The New Leadership Model

Events over the past year have created the need for a leadership approach that focuses on authenticity and empathy.

By Teresa Brinati

New Leadership Model

The last year has been filled with struggle and resilience. The COVID-19 pandemic, the Black Lives Matter movement and the Jan. 6 insurrection on the U.S. Capitol are barometer-bursting crises on their own. But together, they have contributed to a complex web of social, political and civic unrest. Their ramifications are both global and local, affecting us personally and professionally. Can associations help us navigate the change needed and guide us toward a more restorative culture?

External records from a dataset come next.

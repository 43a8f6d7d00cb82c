//! Finite-horizon POMDP policy graph.
//!
//! A solver produces, for every horizon level, a pruned set of nodes: an alpha vector, the action
//! it recommends, and for each observation the node to follow one level down. This crate stores
//! that graph and answers queries against it:
//!
//! - score a belief against a level and pick among the tied-maximal nodes uniformly,
//! - report the induced action distribution, which always sums to 1,
//! - continue from a previously chosen node after an observation with a table lookup instead of
//!   a fresh belief scan.

#![cfg_attr(docsrs, feature(doc_cfg))]
#![forbid(unsafe_code)]

pub mod cursor;
pub mod graph;
pub mod node;
pub mod policy;
pub mod select;

pub use cursor::PolicyCursor;
pub use graph::PolicyGraph;
pub use node::{Node, NodeAction};
pub use policy::{ContinuationId, GraphPolicy, Sample};
pub use select::{SelectorConfig, WinningSet};
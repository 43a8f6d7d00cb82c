use pomdp_core::{Belief, PolicyError, SplitMix64};
use pomdp_graph::{ContinuationId, GraphPolicy, Node, PolicyCursor, PolicyGraph};

const LISTEN: usize = 2;

fn tiger() -> GraphPolicy {
    let levels = vec![
        vec![Node::terminal(vec![0.0, 0.0], LISTEN)],
        vec![
            Node::new(vec![10.0, -100.0], 0, vec![0, 0]),
            Node::new(vec![-100.0, 10.0], 1, vec![0, 0]),
            Node::new(vec![-1.0, -1.0], LISTEN, vec![0, 0]),
        ],
        vec![
            Node::new(vec![5.0, -5.0], LISTEN, vec![0, 2]),
            Node::new(vec![-5.0, 5.0], LISTEN, vec![2, 1]),
            Node::new(vec![8.0, -50.0], 0, vec![0, 0]),
        ],
    ];
    GraphPolicy::new(PolicyGraph::from_levels(2, 3, 2, levels).expect("graph"))
}

/// `top + 1` levels of two nodes each; observation `o` always continues to node `o`.
fn chain(top: usize) -> GraphPolicy {
    let mut levels = vec![vec![
        Node::terminal(vec![1.0, 0.0], 0),
        Node::terminal(vec![0.0, 1.0], 1),
    ]];
    for _ in 0..top {
        levels.push(vec![
            Node::new(vec![1.0, 0.0], 0, vec![0, 1]),
            Node::new(vec![0.0, 1.0], 1, vec![0, 1]),
        ]);
    }
    GraphPolicy::new(PolicyGraph::from_levels(2, 2, 2, levels).expect("graph"))
}

#[test]
fn continuation_follows_the_stored_table() {
    let policy = tiger();
    let b = Belief::new(vec![0.6, 0.4]).expect("belief");
    let mut rng = SplitMix64::new(3);

    let first = policy.sample_action_at(&b, 2, &mut rng).expect("sample");
    assert_eq!(first.action, LISTEN);
    assert_eq!(first.continuation, ContinuationId::new(2, 0));

    for (observation, expected) in [(0, 0usize), (1, 2usize)] {
        let next = policy
            .sample_continuation(first.continuation, observation, 1, &mut rng)
            .expect("continuation");
        let stored = policy.graph().node(1, expected).expect("node");
        assert_eq!(next.continuation, ContinuationId::new(1, expected));
        assert_eq!(
            pomdp_graph::NodeAction::Act(next.action),
            stored.action,
            "observation {observation}"
        );
    }
}

#[test]
fn continuation_reaches_level_zero() {
    let policy = tiger();
    let mut rng = SplitMix64::new(0);

    let next = policy
        .sample_continuation(ContinuationId::new(1, 1), 0, 0, &mut rng)
        .expect("continuation");
    assert_eq!(next.action, LISTEN);
    assert_eq!(next.continuation, ContinuationId::new(0, 0));
}

#[test]
fn non_adjacent_horizon_is_an_invalid_continuation() {
    let policy = chain(6);
    let b = Belief::new(vec![0.0, 1.0]).expect("belief");
    let mut rng = SplitMix64::new(8);

    let first = policy.sample_action_at(&b, 5, &mut rng).expect("sample");
    assert_eq!(first.continuation, ContinuationId::new(5, 1));

    assert_eq!(
        policy.sample_continuation(first.continuation, 0, 1, &mut rng),
        Err(PolicyError::InvalidContinuation {
            level: 5,
            node: 1,
            horizon: 1
        })
    );
    // Reusing a handle at its own horizon is just as wrong.
    assert!(matches!(
        policy.sample_continuation(first.continuation, 0, 5, &mut rng),
        Err(PolicyError::InvalidContinuation { .. })
    ));
    assert!(policy
        .sample_continuation(first.continuation, 0, 4, &mut rng)
        .is_ok());
}

#[test]
fn out_of_range_node_is_an_invalid_continuation() {
    let policy = chain(2);
    let mut rng = SplitMix64::new(8);

    assert_eq!(
        policy.sample_continuation(ContinuationId::new(2, 7), 0, 1, &mut rng),
        Err(PolicyError::InvalidContinuation {
            level: 2,
            node: 7,
            horizon: 1
        })
    );
    assert!(matches!(
        policy.sample_continuation(ContinuationId::new(9, 0), 0, 8, &mut rng),
        Err(PolicyError::InvalidContinuation { .. })
    ));
    assert!(matches!(
        policy.sample_continuation(ContinuationId::new(0, 0), 0, usize::MAX, &mut rng),
        Err(PolicyError::InvalidContinuation { .. })
    ));
}

#[test]
fn out_of_range_observation_is_reported() {
    let policy = chain(2);
    let mut rng = SplitMix64::new(8);

    assert_eq!(
        policy.sample_continuation(ContinuationId::new(2, 0), 2, 1, &mut rng),
        Err(PolicyError::ObservationOutOfRange {
            observation: 2,
            observations: 2
        })
    );
}

#[test]
fn cursor_walks_an_episode_down_to_level_zero() {
    let policy = chain(3);
    let b = Belief::new(vec![1.0, 0.0]).expect("belief");
    let mut rng = SplitMix64::new(21);

    let mut cursor = PolicyCursor::start(&policy, &b, 3, &mut rng).expect("start");
    assert_eq!(cursor.action(), 0);
    assert!(cursor.can_continue());

    // Observation o selects node o, whose action is o.
    for (observation, horizon) in [(1, 2), (0, 1), (1, 0)] {
        let action = cursor.step(observation, &mut rng).expect("step");
        assert_eq!(action, observation);
        assert_eq!(cursor.horizon(), horizon);
        assert_eq!(cursor.current().continuation.level(), horizon);
    }

    assert!(!cursor.can_continue());
    assert!(matches!(
        cursor.step(0, &mut rng),
        Err(PolicyError::InvalidContinuation { .. })
    ));
}

#[test]
fn cursor_started_past_the_top_needs_a_rescore() {
    let policy = chain(2);
    let b = Belief::new(vec![0.0, 1.0]).expect("belief");
    let mut rng = SplitMix64::new(4);

    let mut cursor = PolicyCursor::start(&policy, &b, 4, &mut rng).expect("start");
    assert_eq!(cursor.current().continuation.level(), 2);
    assert!(!cursor.can_continue());
    assert!(cursor.step(0, &mut rng).is_err());
    // A failed step leaves the cursor untouched.
    assert_eq!(cursor.horizon(), 4);

    let a = Belief::new(vec![1.0, 0.0]).expect("belief");
    assert_eq!(cursor.rescore(&a, &mut rng), Ok(0));
}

Authentic and empathetic leadership are models that could pave the way. On the surface, they may appear to resemble personal traits rather than leadership concepts — along the lines of the folksy adage, “don’t judge someone until you’ve walked a mile in their shoes.” But even the Harvard Business Review (HBR) has devoted considerable ink to authenticity and empathy in leadership, identifying them among three core drivers of trust.

Trust is the basis for almost everything we do.

“People tend to trust you when they think they are interacting with the real you (authenticity), when they have faith in your judgment and competence (logic), and when they believe that you care about them (empathy),” argued Harvard Business School Professor Frances X. Frei and entrepreneur Anne Morriss in their article “Begin with Trust” in HBR’s May/June 2020 issue.

“Trust is the basis for almost everything we do,” Frei and Morriss wrote. “It’s the foundation on which our laws and contracts are built. It’s the reason we’re willing to exchange our hard-earned paychecks for goods and services, to pledge our lives to another person in marriage and to cast a ballot for someone who will represent our interests. It’s also the input that makes it possible for leaders to create the conditions for employees to fully realize their own capacity and power.”

Authenticity Within Associations

To a varying extent, association leaders are practicing authenticity and empathy in the workplace, spurred by a pandemic-induced remote work environment and a commitment to diversity, equity and inclusion (DEI). But just what that authenticity and empathy look like depends on the association — and the leader.

“There is always a struggle as a leader to being ‘more’ than I am,” says Marvin Lindsey, CEO of the Community Behavioral Healthcare Association of Illinois (CBHA). “I believe being authentic is learning to honestly accept who I am, both assets and liabilities, and showing that to the public. Leadership is not about being an emotional robot, but also not overly reacting to a situation either.”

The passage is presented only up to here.